━━ TASK INPUT

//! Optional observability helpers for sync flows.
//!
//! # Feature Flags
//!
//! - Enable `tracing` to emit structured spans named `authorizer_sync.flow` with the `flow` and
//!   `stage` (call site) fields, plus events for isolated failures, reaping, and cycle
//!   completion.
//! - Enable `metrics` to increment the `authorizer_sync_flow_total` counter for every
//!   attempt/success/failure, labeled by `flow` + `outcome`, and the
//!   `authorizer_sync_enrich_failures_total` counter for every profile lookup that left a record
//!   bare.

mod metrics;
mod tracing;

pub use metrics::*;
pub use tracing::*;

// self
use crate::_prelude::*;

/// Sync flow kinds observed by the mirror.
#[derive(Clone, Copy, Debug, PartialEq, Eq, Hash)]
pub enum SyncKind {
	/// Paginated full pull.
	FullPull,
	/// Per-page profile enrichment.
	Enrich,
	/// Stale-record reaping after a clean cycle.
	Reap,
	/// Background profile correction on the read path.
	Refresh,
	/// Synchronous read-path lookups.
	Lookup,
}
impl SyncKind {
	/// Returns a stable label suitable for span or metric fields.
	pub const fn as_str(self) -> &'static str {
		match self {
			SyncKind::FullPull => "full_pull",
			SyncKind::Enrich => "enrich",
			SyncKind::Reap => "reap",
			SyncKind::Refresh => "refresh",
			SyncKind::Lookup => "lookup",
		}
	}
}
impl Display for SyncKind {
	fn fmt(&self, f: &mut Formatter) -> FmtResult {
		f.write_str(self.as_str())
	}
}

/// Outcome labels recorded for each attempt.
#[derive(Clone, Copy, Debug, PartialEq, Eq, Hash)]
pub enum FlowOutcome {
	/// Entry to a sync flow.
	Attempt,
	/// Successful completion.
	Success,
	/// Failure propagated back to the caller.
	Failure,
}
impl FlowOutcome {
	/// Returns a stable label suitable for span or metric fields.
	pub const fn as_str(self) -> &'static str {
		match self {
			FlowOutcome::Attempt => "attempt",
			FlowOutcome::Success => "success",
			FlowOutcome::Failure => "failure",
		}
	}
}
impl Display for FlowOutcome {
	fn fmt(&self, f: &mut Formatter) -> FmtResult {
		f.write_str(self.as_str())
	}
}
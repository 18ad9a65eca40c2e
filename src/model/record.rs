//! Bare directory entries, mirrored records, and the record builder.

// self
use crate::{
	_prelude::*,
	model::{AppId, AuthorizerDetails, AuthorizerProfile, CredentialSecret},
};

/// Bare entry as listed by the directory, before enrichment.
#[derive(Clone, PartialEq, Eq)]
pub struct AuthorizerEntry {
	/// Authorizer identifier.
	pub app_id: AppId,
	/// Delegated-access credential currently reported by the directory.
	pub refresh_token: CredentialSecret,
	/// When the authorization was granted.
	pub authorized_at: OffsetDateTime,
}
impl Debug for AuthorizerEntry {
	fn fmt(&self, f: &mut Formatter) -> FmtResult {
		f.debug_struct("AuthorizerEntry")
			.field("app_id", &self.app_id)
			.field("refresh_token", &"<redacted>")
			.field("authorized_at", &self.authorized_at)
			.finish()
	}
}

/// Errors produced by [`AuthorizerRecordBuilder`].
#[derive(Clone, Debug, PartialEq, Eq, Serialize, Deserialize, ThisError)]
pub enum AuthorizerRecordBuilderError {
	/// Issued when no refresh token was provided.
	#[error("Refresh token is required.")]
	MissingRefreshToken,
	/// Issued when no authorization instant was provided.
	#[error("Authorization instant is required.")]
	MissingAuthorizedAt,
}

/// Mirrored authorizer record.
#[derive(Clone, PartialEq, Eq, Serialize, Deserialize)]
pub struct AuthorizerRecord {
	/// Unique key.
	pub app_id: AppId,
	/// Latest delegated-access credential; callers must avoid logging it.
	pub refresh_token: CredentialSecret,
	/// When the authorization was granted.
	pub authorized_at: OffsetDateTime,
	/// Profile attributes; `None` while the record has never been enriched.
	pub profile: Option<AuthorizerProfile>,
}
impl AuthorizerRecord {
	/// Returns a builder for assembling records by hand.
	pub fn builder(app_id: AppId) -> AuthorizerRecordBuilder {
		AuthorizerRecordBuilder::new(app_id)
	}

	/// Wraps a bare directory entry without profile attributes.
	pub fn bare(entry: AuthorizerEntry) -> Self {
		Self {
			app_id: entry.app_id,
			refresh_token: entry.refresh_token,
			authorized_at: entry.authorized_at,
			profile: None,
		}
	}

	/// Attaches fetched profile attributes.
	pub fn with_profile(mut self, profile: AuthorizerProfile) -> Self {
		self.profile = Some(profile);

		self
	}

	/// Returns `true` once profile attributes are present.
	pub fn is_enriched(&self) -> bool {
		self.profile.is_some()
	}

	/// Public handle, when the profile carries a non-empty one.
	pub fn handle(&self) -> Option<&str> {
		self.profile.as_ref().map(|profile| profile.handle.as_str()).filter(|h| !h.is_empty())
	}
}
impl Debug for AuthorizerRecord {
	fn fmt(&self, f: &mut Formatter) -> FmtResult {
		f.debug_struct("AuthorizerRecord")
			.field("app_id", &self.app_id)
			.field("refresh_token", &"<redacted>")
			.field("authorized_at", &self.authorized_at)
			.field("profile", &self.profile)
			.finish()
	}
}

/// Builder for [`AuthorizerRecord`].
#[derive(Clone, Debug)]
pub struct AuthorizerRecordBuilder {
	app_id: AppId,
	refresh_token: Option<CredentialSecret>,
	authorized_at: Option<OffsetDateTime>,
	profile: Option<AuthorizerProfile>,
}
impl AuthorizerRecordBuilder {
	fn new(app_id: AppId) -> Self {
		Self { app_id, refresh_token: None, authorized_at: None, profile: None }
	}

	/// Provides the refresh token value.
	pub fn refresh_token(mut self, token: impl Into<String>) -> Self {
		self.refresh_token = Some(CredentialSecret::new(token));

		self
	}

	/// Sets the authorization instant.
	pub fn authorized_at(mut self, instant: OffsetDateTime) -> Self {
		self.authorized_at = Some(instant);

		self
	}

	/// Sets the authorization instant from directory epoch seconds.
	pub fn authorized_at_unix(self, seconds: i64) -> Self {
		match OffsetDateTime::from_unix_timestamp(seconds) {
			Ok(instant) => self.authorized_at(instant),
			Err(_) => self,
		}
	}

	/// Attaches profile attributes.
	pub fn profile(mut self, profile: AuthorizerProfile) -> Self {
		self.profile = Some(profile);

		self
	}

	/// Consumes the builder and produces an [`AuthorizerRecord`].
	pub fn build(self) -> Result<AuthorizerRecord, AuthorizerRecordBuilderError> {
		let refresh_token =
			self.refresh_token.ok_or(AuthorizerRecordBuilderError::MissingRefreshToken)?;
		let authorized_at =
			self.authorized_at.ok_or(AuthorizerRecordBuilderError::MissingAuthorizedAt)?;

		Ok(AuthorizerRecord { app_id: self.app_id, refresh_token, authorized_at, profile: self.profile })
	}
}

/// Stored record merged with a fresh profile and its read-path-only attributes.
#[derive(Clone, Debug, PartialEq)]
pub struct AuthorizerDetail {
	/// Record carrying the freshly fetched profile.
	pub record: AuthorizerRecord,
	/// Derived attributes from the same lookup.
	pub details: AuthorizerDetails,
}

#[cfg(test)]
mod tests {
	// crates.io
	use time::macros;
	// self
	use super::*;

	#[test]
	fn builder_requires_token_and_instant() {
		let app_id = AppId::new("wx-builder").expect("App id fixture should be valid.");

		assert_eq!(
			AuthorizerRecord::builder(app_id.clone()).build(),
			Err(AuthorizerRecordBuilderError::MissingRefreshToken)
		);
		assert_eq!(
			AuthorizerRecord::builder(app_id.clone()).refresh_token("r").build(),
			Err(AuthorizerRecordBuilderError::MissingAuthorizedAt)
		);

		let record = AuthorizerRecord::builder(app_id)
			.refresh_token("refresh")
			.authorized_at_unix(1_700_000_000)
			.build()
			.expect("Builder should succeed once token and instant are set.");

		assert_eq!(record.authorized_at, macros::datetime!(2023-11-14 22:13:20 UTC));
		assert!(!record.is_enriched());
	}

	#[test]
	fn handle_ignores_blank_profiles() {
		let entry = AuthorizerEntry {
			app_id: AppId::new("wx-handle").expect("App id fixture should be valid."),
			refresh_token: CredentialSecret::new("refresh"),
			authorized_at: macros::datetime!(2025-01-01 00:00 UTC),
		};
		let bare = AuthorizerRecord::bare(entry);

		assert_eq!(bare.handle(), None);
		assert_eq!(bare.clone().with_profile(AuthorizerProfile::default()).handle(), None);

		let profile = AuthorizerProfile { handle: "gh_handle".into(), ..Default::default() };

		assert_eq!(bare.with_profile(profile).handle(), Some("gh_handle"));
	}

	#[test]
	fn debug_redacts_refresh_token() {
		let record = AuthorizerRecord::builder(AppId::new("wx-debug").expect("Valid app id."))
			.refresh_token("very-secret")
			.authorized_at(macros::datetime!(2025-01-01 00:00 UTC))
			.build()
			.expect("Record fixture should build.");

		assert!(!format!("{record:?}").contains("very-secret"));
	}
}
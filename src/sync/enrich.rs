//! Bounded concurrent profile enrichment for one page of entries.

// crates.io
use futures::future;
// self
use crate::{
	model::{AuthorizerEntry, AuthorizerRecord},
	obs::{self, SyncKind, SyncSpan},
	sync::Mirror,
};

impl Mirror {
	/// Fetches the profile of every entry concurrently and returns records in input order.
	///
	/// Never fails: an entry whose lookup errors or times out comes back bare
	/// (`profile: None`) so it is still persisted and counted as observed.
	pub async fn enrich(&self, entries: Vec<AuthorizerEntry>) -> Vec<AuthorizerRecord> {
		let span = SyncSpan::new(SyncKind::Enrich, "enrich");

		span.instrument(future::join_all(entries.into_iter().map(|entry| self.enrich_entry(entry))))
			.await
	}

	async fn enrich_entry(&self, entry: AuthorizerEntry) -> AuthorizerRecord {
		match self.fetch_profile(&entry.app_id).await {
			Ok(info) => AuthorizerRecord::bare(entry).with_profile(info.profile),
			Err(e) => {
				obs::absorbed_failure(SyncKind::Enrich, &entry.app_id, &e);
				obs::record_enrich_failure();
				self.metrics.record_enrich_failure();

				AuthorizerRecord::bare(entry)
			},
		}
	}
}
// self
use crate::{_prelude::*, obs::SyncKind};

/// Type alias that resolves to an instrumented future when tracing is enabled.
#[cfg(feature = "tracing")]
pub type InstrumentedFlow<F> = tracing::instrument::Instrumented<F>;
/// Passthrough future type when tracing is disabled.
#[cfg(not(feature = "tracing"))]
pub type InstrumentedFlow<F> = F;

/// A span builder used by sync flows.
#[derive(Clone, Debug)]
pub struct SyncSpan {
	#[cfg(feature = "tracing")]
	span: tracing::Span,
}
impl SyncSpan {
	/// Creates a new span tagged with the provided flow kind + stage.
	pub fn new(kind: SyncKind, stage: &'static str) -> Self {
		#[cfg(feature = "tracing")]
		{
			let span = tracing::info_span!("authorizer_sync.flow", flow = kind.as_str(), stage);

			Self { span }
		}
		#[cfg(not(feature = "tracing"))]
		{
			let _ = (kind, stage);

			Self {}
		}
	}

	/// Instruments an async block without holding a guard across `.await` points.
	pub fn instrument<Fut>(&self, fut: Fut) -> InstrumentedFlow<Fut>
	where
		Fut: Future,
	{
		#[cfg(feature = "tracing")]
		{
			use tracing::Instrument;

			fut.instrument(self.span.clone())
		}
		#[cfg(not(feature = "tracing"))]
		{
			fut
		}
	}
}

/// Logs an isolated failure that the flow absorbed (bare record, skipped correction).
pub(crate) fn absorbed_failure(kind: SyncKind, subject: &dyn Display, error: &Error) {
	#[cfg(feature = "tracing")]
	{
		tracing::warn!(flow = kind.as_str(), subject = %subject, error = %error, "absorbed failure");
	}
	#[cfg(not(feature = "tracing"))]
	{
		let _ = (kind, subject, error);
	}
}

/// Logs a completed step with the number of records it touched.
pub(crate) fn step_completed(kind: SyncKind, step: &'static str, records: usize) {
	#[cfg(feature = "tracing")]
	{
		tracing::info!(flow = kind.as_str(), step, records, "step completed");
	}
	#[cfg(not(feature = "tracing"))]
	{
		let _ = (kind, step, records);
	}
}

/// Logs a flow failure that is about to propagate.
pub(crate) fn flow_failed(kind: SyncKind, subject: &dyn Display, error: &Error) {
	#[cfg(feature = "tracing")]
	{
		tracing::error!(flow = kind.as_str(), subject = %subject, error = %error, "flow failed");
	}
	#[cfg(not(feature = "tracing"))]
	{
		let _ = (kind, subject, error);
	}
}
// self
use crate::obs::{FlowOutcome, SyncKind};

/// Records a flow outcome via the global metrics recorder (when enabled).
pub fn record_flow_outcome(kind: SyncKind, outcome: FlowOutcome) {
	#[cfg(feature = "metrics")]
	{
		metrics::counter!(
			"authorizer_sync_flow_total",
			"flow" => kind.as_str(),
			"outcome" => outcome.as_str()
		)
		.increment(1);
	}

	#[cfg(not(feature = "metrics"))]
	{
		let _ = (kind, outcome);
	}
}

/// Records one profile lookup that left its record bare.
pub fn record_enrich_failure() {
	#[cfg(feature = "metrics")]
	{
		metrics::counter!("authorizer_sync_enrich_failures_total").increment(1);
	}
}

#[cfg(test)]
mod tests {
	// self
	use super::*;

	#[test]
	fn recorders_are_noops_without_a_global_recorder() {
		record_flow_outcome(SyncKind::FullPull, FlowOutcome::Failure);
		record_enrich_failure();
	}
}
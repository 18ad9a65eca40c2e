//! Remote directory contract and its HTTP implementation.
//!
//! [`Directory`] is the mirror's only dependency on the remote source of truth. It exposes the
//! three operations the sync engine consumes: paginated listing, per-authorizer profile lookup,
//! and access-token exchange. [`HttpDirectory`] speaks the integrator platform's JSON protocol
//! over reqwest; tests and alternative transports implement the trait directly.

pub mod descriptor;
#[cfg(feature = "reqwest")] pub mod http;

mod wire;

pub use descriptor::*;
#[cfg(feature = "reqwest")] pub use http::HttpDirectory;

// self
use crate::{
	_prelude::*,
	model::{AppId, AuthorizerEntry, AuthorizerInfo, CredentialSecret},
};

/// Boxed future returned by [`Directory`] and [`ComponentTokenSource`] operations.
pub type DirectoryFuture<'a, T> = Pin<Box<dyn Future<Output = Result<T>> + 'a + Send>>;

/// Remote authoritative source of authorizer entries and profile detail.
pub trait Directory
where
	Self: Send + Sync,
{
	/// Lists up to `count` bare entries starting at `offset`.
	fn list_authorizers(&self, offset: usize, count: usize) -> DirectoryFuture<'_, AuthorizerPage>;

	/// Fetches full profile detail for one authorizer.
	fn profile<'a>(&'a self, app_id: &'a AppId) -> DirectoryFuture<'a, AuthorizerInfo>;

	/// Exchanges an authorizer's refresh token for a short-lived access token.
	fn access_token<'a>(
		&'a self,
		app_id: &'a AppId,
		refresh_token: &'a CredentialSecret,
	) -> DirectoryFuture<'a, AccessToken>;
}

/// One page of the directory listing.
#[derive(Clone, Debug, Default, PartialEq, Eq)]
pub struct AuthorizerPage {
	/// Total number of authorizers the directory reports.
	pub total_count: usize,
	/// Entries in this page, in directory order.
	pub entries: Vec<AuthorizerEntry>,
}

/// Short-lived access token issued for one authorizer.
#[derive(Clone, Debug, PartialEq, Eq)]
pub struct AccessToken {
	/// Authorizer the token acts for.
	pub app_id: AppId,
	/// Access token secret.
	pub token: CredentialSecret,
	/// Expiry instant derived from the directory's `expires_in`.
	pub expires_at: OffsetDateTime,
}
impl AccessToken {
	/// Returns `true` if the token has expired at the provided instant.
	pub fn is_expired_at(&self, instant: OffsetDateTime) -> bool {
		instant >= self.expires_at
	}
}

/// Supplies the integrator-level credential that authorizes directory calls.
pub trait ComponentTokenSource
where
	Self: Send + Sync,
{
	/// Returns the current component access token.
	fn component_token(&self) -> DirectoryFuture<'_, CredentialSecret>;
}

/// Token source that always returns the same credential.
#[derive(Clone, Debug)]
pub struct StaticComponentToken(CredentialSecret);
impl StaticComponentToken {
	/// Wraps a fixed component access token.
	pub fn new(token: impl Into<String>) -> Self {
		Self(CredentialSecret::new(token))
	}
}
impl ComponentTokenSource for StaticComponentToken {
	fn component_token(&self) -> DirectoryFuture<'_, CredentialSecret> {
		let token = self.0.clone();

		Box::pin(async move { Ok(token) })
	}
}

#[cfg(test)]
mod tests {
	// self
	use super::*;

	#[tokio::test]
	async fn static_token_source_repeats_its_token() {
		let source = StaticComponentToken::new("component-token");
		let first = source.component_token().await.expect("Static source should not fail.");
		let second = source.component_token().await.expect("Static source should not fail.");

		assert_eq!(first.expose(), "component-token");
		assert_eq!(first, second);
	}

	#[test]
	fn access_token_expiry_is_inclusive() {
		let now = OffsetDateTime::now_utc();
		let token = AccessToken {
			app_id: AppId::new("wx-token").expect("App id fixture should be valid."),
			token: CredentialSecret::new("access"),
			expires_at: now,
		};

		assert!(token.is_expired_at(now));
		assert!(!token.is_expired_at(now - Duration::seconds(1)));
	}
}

━━━━

TASK TO COMPLETE => Tell how many lines of the records above hold the string "Display". Give no other text.

OUTPUT FOR THIS TASK => 4